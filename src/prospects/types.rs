use serde::{Deserialize, Serialize};

/// A prospective customer as seen by the scoring core.
///
/// Records are assembled by collaborators (CSV loader, CRM/contract-registry
/// enrichment) before scoring; the engine treats them as read-only. Every
/// field except `name` is optional because real prospect exports are
/// partially populated.
#[derive(Debug, Clone, Default, Deserialize, Serialize, PartialEq)]
pub struct CompanyRecord {
    pub name: String,

    #[serde(default, skip_serializing_if = "Option::is_none")]
    pub domain: Option<String>,
    #[serde(default, skip_serializing_if = "Option::is_none")]
    pub website: Option<String>,
    #[serde(default, skip_serializing_if = "Option::is_none")]
    pub industry: Option<String>,
    #[serde(default, skip_serializing_if = "Option::is_none")]
    pub country: Option<String>,
    #[serde(default, skip_serializing_if = "Option::is_none")]
    pub state: Option<String>,
    #[serde(default, skip_serializing_if = "Option::is_none")]
    pub city: Option<String>,
    #[serde(default, skip_serializing_if = "Option::is_none")]
    pub employee_count: Option<i64>,
    #[serde(default, skip_serializing_if = "Option::is_none")]
    pub annual_revenue: Option<f64>,

    /// Free-text fields scanned by the keyword matcher.
    #[serde(default, skip_serializing_if = "Option::is_none")]
    pub description: Option<String>,
    #[serde(default, skip_serializing_if = "Option::is_none")]
    pub research_summary: Option<String>,
    #[serde(default, skip_serializing_if = "Option::is_none")]
    pub contract_history: Option<String>,
    #[serde(default, skip_serializing_if = "Option::is_none")]
    pub technology_keywords_found: Option<String>,

    /// Government contractor identifiers.
    #[serde(default, skip_serializing_if = "Option::is_none")]
    pub cage_code: Option<String>,
    #[serde(default, skip_serializing_if = "Option::is_none")]
    pub duns_number: Option<String>,

    /// Component scores precomputed by an upstream collaborator.
    /// When present the matching scorer clamps and passes them through
    /// instead of recomputing.
    #[serde(default, skip_serializing_if = "Option::is_none")]
    pub defense_contract_score: Option<f64>,
    #[serde(default, skip_serializing_if = "Option::is_none")]
    pub technology_relevance_score: Option<f64>,
    #[serde(default, skip_serializing_if = "Option::is_none")]
    pub compliance_indicators_score: Option<f64>,
}

impl CompanyRecord {
    pub fn named(name: impl Into<String>) -> Self {
        Self {
            name: name.into(),
            ..Self::default()
        }
    }

    /// Lowercased concatenation of every free-text field, the single
    /// haystack the keyword matcher scans. Fields are space-separated so
    /// terms never match across a field boundary.
    pub fn free_text(&self) -> String {
        let parts = [
            self.description.as_deref(),
            self.research_summary.as_deref(),
            self.contract_history.as_deref(),
            self.technology_keywords_found.as_deref(),
            self.industry.as_deref(),
            Some(self.name.as_str()),
        ];

        parts
            .iter()
            .flatten()
            .map(|s| s.to_lowercase())
            .collect::<Vec<_>>()
            .join(" ")
    }

    pub fn has_cage_code(&self) -> bool {
        self.cage_code.as_deref().is_some_and(|c| !c.trim().is_empty())
    }

    pub fn has_duns_number(&self) -> bool {
        self.duns_number
            .as_deref()
            .is_some_and(|d| !d.trim().is_empty())
    }

    pub fn has_contract_history(&self) -> bool {
        self.contract_history
            .as_deref()
            .is_some_and(|h| !h.trim().is_empty())
    }

    pub fn industry_lower(&self) -> String {
        self.industry
            .as_deref()
            .unwrap_or_default()
            .to_lowercase()
    }

    /// US variants recognized by the firmographics scorer.
    pub fn is_us_based(&self) -> bool {
        matches!(
            self.country
                .as_deref()
                .unwrap_or_default()
                .trim()
                .to_lowercase()
                .as_str(),
            "united states" | "usa" | "us"
        )
    }
}
use super::config::{RangeTable, ScoringConfig};

/// Validate a scoring configuration at load time.
/// Returns all validation errors at once (not just the first).
pub fn validate_config(config: &ScoringConfig) -> Result<(), Vec<String>> {
    let mut errors = Vec::new();

    let weights = [
        (
            "scoring_weights.defense_contract_score",
            config.scoring_weights.defense_contract_score,
        ),
        (
            "scoring_weights.technology_relevance",
            config.scoring_weights.technology_relevance,
        ),
        (
            "scoring_weights.compliance_indicators",
            config.scoring_weights.compliance_indicators,
        ),
        (
            "scoring_weights.firmographics",
            config.scoring_weights.firmographics,
        ),
    ];
    for (label, weight) in weights {
        if !weight.is_finite() || weight < 0.0 {
            errors.push(format!("{label}: must be a non-negative number"));
        }
    }

    if config.algorithm_parameters.bonus_multiplier <= 0.0 {
        errors.push("algorithm_parameters.bonus_multiplier: must be positive".to_string());
    }

    for (name, category) in &config.keywords {
        if category.terms.is_empty() {
            errors.push(format!("keywords.{name}.terms: must not be empty"));
        }
    }
    for (name, category) in &config.technology_keywords {
        if category.keywords.is_empty() {
            errors.push(format!("technology_keywords.{name}.keywords: must not be empty"));
        }
    }
    for (name, category) in &config.compliance_keywords {
        if category.terms.is_empty() {
            errors.push(format!("compliance_keywords.{name}.terms: must not be empty"));
        }
    }

    validate_range_table(
        &config.firmographics.employee_count,
        "firmographics.employee_count",
        &mut errors,
    );
    validate_range_table(&config.firmographics.revenue, "firmographics.revenue", &mut errors);

    validate_tiers(config, &mut errors);

    if errors.is_empty() {
        Ok(())
    } else {
        Err(errors)
    }
}

fn validate_range_table(table: &RangeTable, label: &str, errors: &mut Vec<String>) {
    for (i, band) in table.ranges.iter().enumerate() {
        if band.min > band.max {
            errors.push(format!(
                "{label}.ranges[{i}]: min {} exceeds max {}",
                band.min, band.max
            ));
        }
    }
}

/// Tier ranges must partition [0, 100]: inclusive on both ends, no
/// overlaps, and no gap wider than the 1-point step the range convention
/// uses (e.g. 45-59 followed by 60-74). A score falling into a gap would
/// silently classify as `excluded`, so malformed partitions fail the
/// configuration load instead.
fn validate_tiers(config: &ScoringConfig, errors: &mut Vec<String>) {
    let tiers = &config.tier_classification;

    if tiers.is_empty() {
        errors.push("tier_classification: must declare at least one tier".to_string());
        return;
    }

    for tier in tiers {
        if tier.min_score > tier.max_score {
            errors.push(format!(
                "tier_classification.{}: min_score {} exceeds max_score {}",
                tier.name, tier.min_score, tier.max_score
            ));
        }
        if tier.min_score < 0.0 || tier.max_score > 100.0 {
            errors.push(format!(
                "tier_classification.{}: range must lie within [0, 100]",
                tier.name
            ));
        }
    }

    let mut sorted: Vec<_> = tiers.iter().collect();
    sorted.sort_by(|a, b| a.min_score.total_cmp(&b.min_score));

    if let Some(first) = sorted.first() {
        if first.min_score > 0.0 {
            errors.push(format!(
                "tier_classification: scores below {} are uncovered",
                first.min_score
            ));
        }
    }
    if let Some(last) = sorted.last() {
        if last.max_score < 100.0 {
            errors.push(format!(
                "tier_classification: scores above {} are uncovered",
                last.max_score
            ));
        }
    }

    for pair in sorted.windows(2) {
        let (lower, upper) = (pair[0], pair[1]);
        if upper.min_score < lower.max_score {
            errors.push(format!(
                "tier_classification: '{}' and '{}' overlap",
                lower.name, upper.name
            ));
        } else if upper.min_score - lower.max_score > 1.0 {
            errors.push(format!(
                "tier_classification: gap between '{}' (max {}) and '{}' (min {})",
                lower.name, lower.max_score, upper.name, upper.min_score
            ));
        }
    }
}
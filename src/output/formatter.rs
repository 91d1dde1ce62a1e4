use crate::scoring::{BatchFailure, ScoringResult, SessionStats};
use owo_colors::OwoColorize;
use std::io::IsTerminal;

/// Format ranked results as one line per company
/// Format: "{name} | {tier} | {score} | {key factors}"
pub fn format_result_list(results: &[&ScoringResult], use_colors: bool) -> String {
    if results.is_empty() {
        return "No companies scored.".to_string();
    }

    results
        .iter()
        .map(|result| format_result_line(result, use_colors))
        .collect::<Vec<_>>()
        .join("\n")
}

fn format_result_line(result: &ScoringResult, use_colors: bool) -> String {
    let factors = key_factors(result).join(", ");
    let score = format!("{:.1}", result.total_score);

    if use_colors {
        format!(
            "{} | {} | {} | {}",
            result.company_name.bold(),
            result.tier_classification.cyan(),
            score.yellow(),
            factors
        )
    } else {
        format!(
            "{} | {} | {} | {}",
            result.company_name, result.tier_classification, score, factors
        )
    }
}

/// The handful of signals that most influenced a score, for one-line
/// display and logs. Mirrors what the result's scoring factors expose:
/// industry and identifier signals first, then the matched categories.
pub fn key_factors(result: &ScoringResult) -> Vec<String> {
    let mut factors = Vec::new();

    if result.scoring_factors.is_defense_industry {
        factors.push("defense industry".to_string());
    }
    if result.scoring_factors.has_cage_code {
        factors.push("CAGE code".to_string());
    }
    if result.scoring_factors.has_contract_history {
        factors.push("contract history".to_string());
    }

    factors.extend(result.keyword_matches.keys().take(3).cloned());
    factors.truncate(5);

    if factors.is_empty() {
        factors.push("no strong signals".to_string());
    }
    factors
}

/// Multi-line summary of a scoring session for the end of a batch run.
pub fn format_stats_summary(stats: &SessionStats) -> String {
    let mut lines = vec![
        format!("Companies scored: {}", stats.companies_scored),
        format!("Average total score: {:.1}", stats.average_scores.total),
    ];

    if !stats.tier_distribution.is_empty() {
        let tiers = stats
            .tier_distribution
            .iter()
            .map(|(tier, count)| format!("{tier}: {count}"))
            .collect::<Vec<_>>()
            .join(", ");
        lines.push(format!("Tier distribution: {tiers}"));
    }

    let top = stats.top_keywords(5);
    if !top.is_empty() {
        let keywords = top
            .iter()
            .map(|(term, count)| format!("{term} ({count})"))
            .collect::<Vec<_>>()
            .join(", ");
        lines.push(format!("Top keywords: {keywords}"));
    }

    lines.join("\n")
}

pub fn format_failures(failures: &[BatchFailure]) -> String {
    failures
        .iter()
        .map(|failure| format!("  {} - {}", failure.company_name, failure.reason))
        .collect::<Vec<_>>()
        .join("\n")
}

/// Check if stdout is a TTY (for auto-detecting color support)
pub fn should_use_colors() -> bool {
    std::io::stdout().is_terminal()
}

#[cfg(test)]
mod tests {
    use super::*;
    use crate::prospects::CompanyRecord;
    use crate::scoring::{ScoringConfig, ScoringEngine};

    fn sample_result() -> ScoringResult {
        let mut engine = ScoringEngine::new(ScoringConfig::default());
        let mut record = CompanyRecord::named("Acme Aerospace");
        record.industry = Some("Defense Manufacturing".to_string());
        record.cage_code = Some("1A234".to_string());
        engine.score_company(&record).unwrap()
    }

    #[test]
    fn test_plain_line_format() {
        let result = sample_result();
        let line = format_result_line(&result, false);
        assert!(line.starts_with("Acme Aerospace | "));
        assert!(line.contains(&result.tier_classification));
        assert!(line.contains(&format!("{:.1}", result.total_score)));
    }

    #[test]
    fn test_key_factors_prioritized_and_capped() {
        let result = sample_result();
        let factors = key_factors(&result);
        assert_eq!(factors[0], "defense industry");
        assert_eq!(factors[1], "CAGE code");
        assert!(factors.len() <= 5);
    }

    #[test]
    fn test_key_factors_fallback() {
        let mut engine = ScoringEngine::new(ScoringConfig::default());
        let result = engine
            .score_company(&CompanyRecord::named("Plain Co"))
            .unwrap();
        assert_eq!(key_factors(&result), vec!["no strong signals".to_string()]);
    }

    #[test]
    fn test_empty_list_message() {
        assert_eq!(format_result_list(&[], false), "No companies scored.");
    }

    #[test]
    fn test_stats_summary_mentions_counts() {
        let mut engine = ScoringEngine::new(ScoringConfig::default());
        let mut record = CompanyRecord::named("Acme");
        record.description = Some("hypersonic propulsion".to_string());
        engine.score_company(&record).unwrap();

        let summary = format_stats_summary(engine.stats());
        assert!(summary.contains("Companies scored: 1"));
        assert!(summary.contains("Tier distribution:"));
        assert!(summary.contains("hypersonic"));
    }

    #[test]
    fn test_format_failures() {
        let failures = vec![BatchFailure {
            company_name: "company_2".to_string(),
            reason: "missing required field `name`".to_string(),
        }];
        let formatted = format_failures(&failures);
        assert!(formatted.contains("company_2"));
        assert!(formatted.contains("missing required field"));
    }
}
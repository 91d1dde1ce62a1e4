use crate::scoring::{
    BatchFailure, BatchOutcome, ScoringConfig, ScoringResult, ScoringWeights, SessionStats,
    ALGORITHM_VERSION,
};
use anyhow::{Context, Result};
use atomic_write_file::AtomicWriteFile;
use chrono::{DateTime, Utc};
use serde::{Deserialize, Serialize};
use std::fs;
use std::fs::File;
use std::path::Path;

/// Serializable results document: a metadata block followed by the
/// per-company results and the failures of the batch.
#[derive(Debug, Clone, PartialEq, Serialize, Deserialize)]
pub struct ResultsReport {
    pub metadata: ReportMetadata,
    pub results: Vec<ScoringResult>,
    pub failed_companies: Vec<BatchFailure>,
}

#[derive(Debug, Clone, PartialEq, Serialize, Deserialize)]
pub struct ReportMetadata {
    pub generated_at: DateTime<Utc>,
    pub total_companies: usize,
    pub scoring_algorithm_version: String,
    pub weights_used: ScoringWeights,
    pub bonus_multiplier: f64,
    pub statistics: SessionStats,
}

impl ResultsReport {
    pub fn new(outcome: &BatchOutcome, stats: &SessionStats, config: &ScoringConfig) -> Self {
        Self {
            metadata: ReportMetadata {
                generated_at: Utc::now(),
                total_companies: outcome.results.len() + outcome.failures.len(),
                scoring_algorithm_version: ALGORITHM_VERSION.to_string(),
                weights_used: config.scoring_weights.clone(),
                bonus_multiplier: config.algorithm_parameters.bonus_multiplier,
                statistics: stats.clone(),
            },
            results: outcome.results.clone(),
            failed_companies: outcome.failures.clone(),
        }
    }

    /// Save the report as pretty JSON atomically.
    ///
    /// Uses atomic-write-file so a crash mid-write never leaves a truncated
    /// report behind. Creates parent directories if needed.
    pub fn save(&self, path: &Path) -> Result<()> {
        if let Some(parent) = path.parent() {
            if !parent.as_os_str().is_empty() && !parent.exists() {
                fs::create_dir_all(parent).with_context(|| {
                    format!("Failed to create results directory at {}", parent.display())
                })?;
            }
        }

        let mut file = AtomicWriteFile::open(path)
            .with_context(|| format!("Failed to open atomic write file at {}", path.display()))?;

        serde_json::to_writer_pretty(&mut file, self).context("Failed to serialize report")?;

        file.commit().context("Failed to save scoring report")?;

        Ok(())
    }

    pub fn load(path: &Path) -> Result<Self> {
        let file = File::open(path)
            .with_context(|| format!("Failed to open report at {}", path.display()))?;
        serde_json::from_reader(file).context("Failed to parse scoring report")
    }

    /// Results ordered by score descending, name ascending for ties.
    pub fn ranked_results(&self) -> Vec<&ScoringResult> {
        let mut ranked: Vec<&ScoringResult> = self.results.iter().collect();
        ranked.sort_by(|a, b| {
            b.total_score
                .total_cmp(&a.total_score)
                .then_with(|| a.company_name.cmp(&b.company_name))
        });
        ranked
    }
}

◆ ◆ ◆ ◆

_ABOUT THIS EXERCISE_
Among the records above, only the lines between the line holding "to open atomic" and the line holding "pub fn load(path: &Path)", inclusive, are to be output, exactly as written.

_SOLUTION TO THIS PROBLEM_
            .with_context(|| format!("Failed to open atomic write file at {}", path.display()))?;

        serde_json::to_writer_pretty(&mut file, self).context("Failed to serialize report")?;

        file.commit().context("Failed to save scoring report")?;

        Ok(())
    }

    pub fn load(path: &Path) -> Result<Self> {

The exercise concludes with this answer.